/*!

Individuals of a replicate: their fixed category, their double-buffered disease state, and the
PrEP flag assigned by the intervention.

*/

mod category;
mod context_ext;
mod disease;
mod people_data;

// `ContextPeopleExt` is the public API to `PeopleData`.
pub(crate) use people_data::PeopleData;

pub use category::{Category, Gender, Orientation};
pub use context_ext::ContextPeopleExt;
pub use disease::DiseaseState;
use crate::{
    context::Context,
    define_rng,
    error::SimError,
    network::ContactNetwork,
    parameters::ParameterTable,
    people::Category,
    property::Property,
    random::ContextRandomExt,
    PersonId,
};
use log::{info, trace};
use rand_distr::Poisson;
use rustc_hash::FxHashSet;
use serde::{Deserialize, Serialize};
use std::collections::BTreeMap;

define_rng!(NetworkRng);

/// Give up filling a person's degree after this many rejected draws per missing partner.
const ATTEMPTS_PER_PARTNER: usize = 20;

/// Parameters of a synthetic network. The same `NetworkSpec` always produces the same network.
#[derive(Clone, Debug, PartialEq, Serialize, Deserialize)]
#[serde(default)]
pub struct NetworkSpec {
    pub num_nodes: usize,
    pub mean_degree: f64,
    pub network_seed: u64,
    /// Relative frequency of each category; categories not listed never occur.
    pub category_weights: BTreeMap<Category, f64>,
}

impl Default for NetworkSpec {
    fn default() -> Self {
        NetworkSpec {
            num_nodes: 1000,
            mean_degree: 3.0,
            network_seed: 67,
            category_weights: BTreeMap::from([
                (Category::M_HETERO, 0.44),
                (Category::M_HOMO, 0.03),
                (Category::M_BI, 0.02),
                (Category::F_HETERO, 0.46),
                (Category::F_HOMO, 0.02),
                (Category::F_BI, 0.03),
            ]),
        }
    }
}

/// Generates a random network in which partners are always mutually compatible (see
/// `Category::is_compatible_with`) and every edge has transmission parameters in `table`.
///
/// Each person draws a target degree from Poisson(`mean_degree`). People are then visited in id
/// order and matched with random compatible people who still have room, skipping self-loops and
/// repeated pairs. Targets that cannot be met are left short.
pub fn generate_network(
    spec: &NetworkSpec,
    table: &ParameterTable,
) -> Result<ContactNetwork, SimError> {
    if !spec.mean_degree.is_finite() || spec.mean_degree < 0.0 {
        return Err(SimError::config(format!(
            "mean_degree must be a non-negative number, got {}",
            spec.mean_degree
        )));
    }
    #[allow(clippy::cast_precision_loss)]
    if spec.mean_degree > 0.0 && spec.mean_degree >= spec.num_nodes as f64 {
        return Err(SimError::config(format!(
            "mean_degree {} must be below the number of nodes ({})",
            spec.mean_degree, spec.num_nodes
        )));
    }
    if spec.category_weights.values().any(|weight| !weight.is_finite() || *weight < 0.0) {
        return Err(SimError::config("category weights must be non-negative numbers"));
    }

    let mut context = Context::new();
    context.init_random(spec.network_seed);

    let (choices, weights): (Vec<Category>, Vec<f64>) = spec.category_weights
        .iter()
        .map(|(category, weight)| (*category, *weight))
        .unzip();
    let mut categories = Vec::with_capacity(spec.num_nodes);
    for _ in 0..spec.num_nodes {
        categories.push(choices[context.sample_weighted::<NetworkRng, f64>(&weights)?]);
    }
    trace!("assigned categories to {} people", categories.len());

    let targets = degree_targets(&mut context, spec)?;

    // For each category, everyone who could partner with it.
    let mut candidates: Vec<Vec<usize>> = vec![Vec::new(); Category::COUNT];
    for &category in Category::VALUES {
        candidates[category.index()] = categories
            .iter()
            .enumerate()
            .filter(|(_, other)| {
                category.is_compatible_with(**other) && table.contains_pair(category, **other)
            })
            .map(|(idx, _)| idx)
            .collect();
    }

    let mut degrees = vec![0usize; spec.num_nodes];
    let mut seen: FxHashSet<(usize, usize)> = FxHashSet::default();
    let mut edges: Vec<(PersonId, PersonId)> = Vec::new();

    for person in 0..spec.num_nodes {
        let pool = &candidates[categories[person].index()];
        if pool.is_empty() {
            continue;
        }
        let missing = targets[person].saturating_sub(degrees[person]);
        let mut attempts = ATTEMPTS_PER_PARTNER.saturating_mul(missing);
        while degrees[person] < targets[person] && attempts > 0 {
            attempts -= 1;
            let partner = pool[context.sample_range::<NetworkRng, _, usize>(0..pool.len())];
            if partner == person || degrees[partner] >= targets[partner] {
                continue;
            }
            if !seen.insert((person.min(partner), person.max(partner))) {
                continue;
            }
            degrees[person] += 1;
            degrees[partner] += 1;
            edges.push((PersonId(person), PersonId(partner)));
        }
    }

    let network = ContactNetwork::new(categories, &edges, table)?;
    info!(
        "generated network (seed {}): {} people, {} edges, mean degree {:.2}",
        spec.network_seed,
        network.population(),
        network.edge_count(),
        network.mean_degree()
    );
    Ok(network)
}

#[allow(clippy::cast_possible_truncation, clippy::cast_sign_loss)]
fn degree_targets(context: &mut Context, spec: &NetworkSpec) -> Result<Vec<usize>, SimError> {
    if spec.mean_degree == 0.0 {
        return Ok(vec![0; spec.num_nodes]);
    }
    let poisson = Poisson::new(spec.mean_degree).map_err(|error| {
        SimError::config(format!("invalid mean_degree {}: {error}", spec.mean_degree))
    })?;
    Ok((0..spec.num_nodes)
        .map(|_| context.sample_distr::<NetworkRng, f64>(&poisson) as usize)
        .collect())
}
use rustc_hash::FxHasher;
use std::hash::{Hash, Hasher};

/// Deterministic string hash used to derive per-stream seed offsets. `FxHasher` has no random
/// state, so the same name always yields the same offset across runs and platforms of equal
/// pointer width.
pub fn hash_str(value: &str) -> u64 {
    let mut hasher = FxHasher::default();
    value.hash(&mut hasher);
    hasher.finish()
}

#[cfg(test)]
mod tests {
    use super::*;

    #[test]
    fn stable_and_distinct() {
        assert_eq!(hash_str("TransmissionRng"), hash_str("TransmissionRng"));
        assert_ne!(hash_str("TransmissionRng"), hash_str("DiagnosisRng"));
    }
}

——————————

**Task requirements**
Print exactly, and only, the lines beginning at the top of the listing and ending at the line with "impl Default for".

**Exercise solution**
/*!

Individuals of a replicate: their fixed category, their double-buffered disease state, and the
PrEP flag assigned by the intervention.

*/

mod category;
mod context_ext;
mod disease;
mod people_data;

// `ContextPeopleExt` is the public API to `PeopleData`.
pub(crate) use people_data::PeopleData;

pub use category::{Category, Gender, Orientation};
pub use context_ext::ContextPeopleExt;
pub use disease::DiseaseState;
use crate::{
    context::Context,
    define_rng,
    error::SimError,
    network::ContactNetwork,
    parameters::ParameterTable,
    people::Category,
    property::Property,
    random::ContextRandomExt,
    PersonId,
};
use log::{info, trace};
use rand_distr::Poisson;
use rustc_hash::FxHashSet;
use serde::{Deserialize, Serialize};
use std::collections::BTreeMap;

define_rng!(NetworkRng);

/// Give up filling a person's degree after this many rejected draws per missing partner.
const ATTEMPTS_PER_PARTNER: usize = 20;

/// Parameters of a synthetic network. The same `NetworkSpec` always produces the same network.
#[derive(Clone, Debug, PartialEq, Serialize, Deserialize)]
#[serde(default)]
pub struct NetworkSpec {
    pub num_nodes: usize,
    pub mean_degree: f64,
    pub network_seed: u64,
    /// Relative frequency of each category; categories not listed never occur.
    pub category_weights: BTreeMap<Category, f64>,
}

impl Default for NetworkSpec {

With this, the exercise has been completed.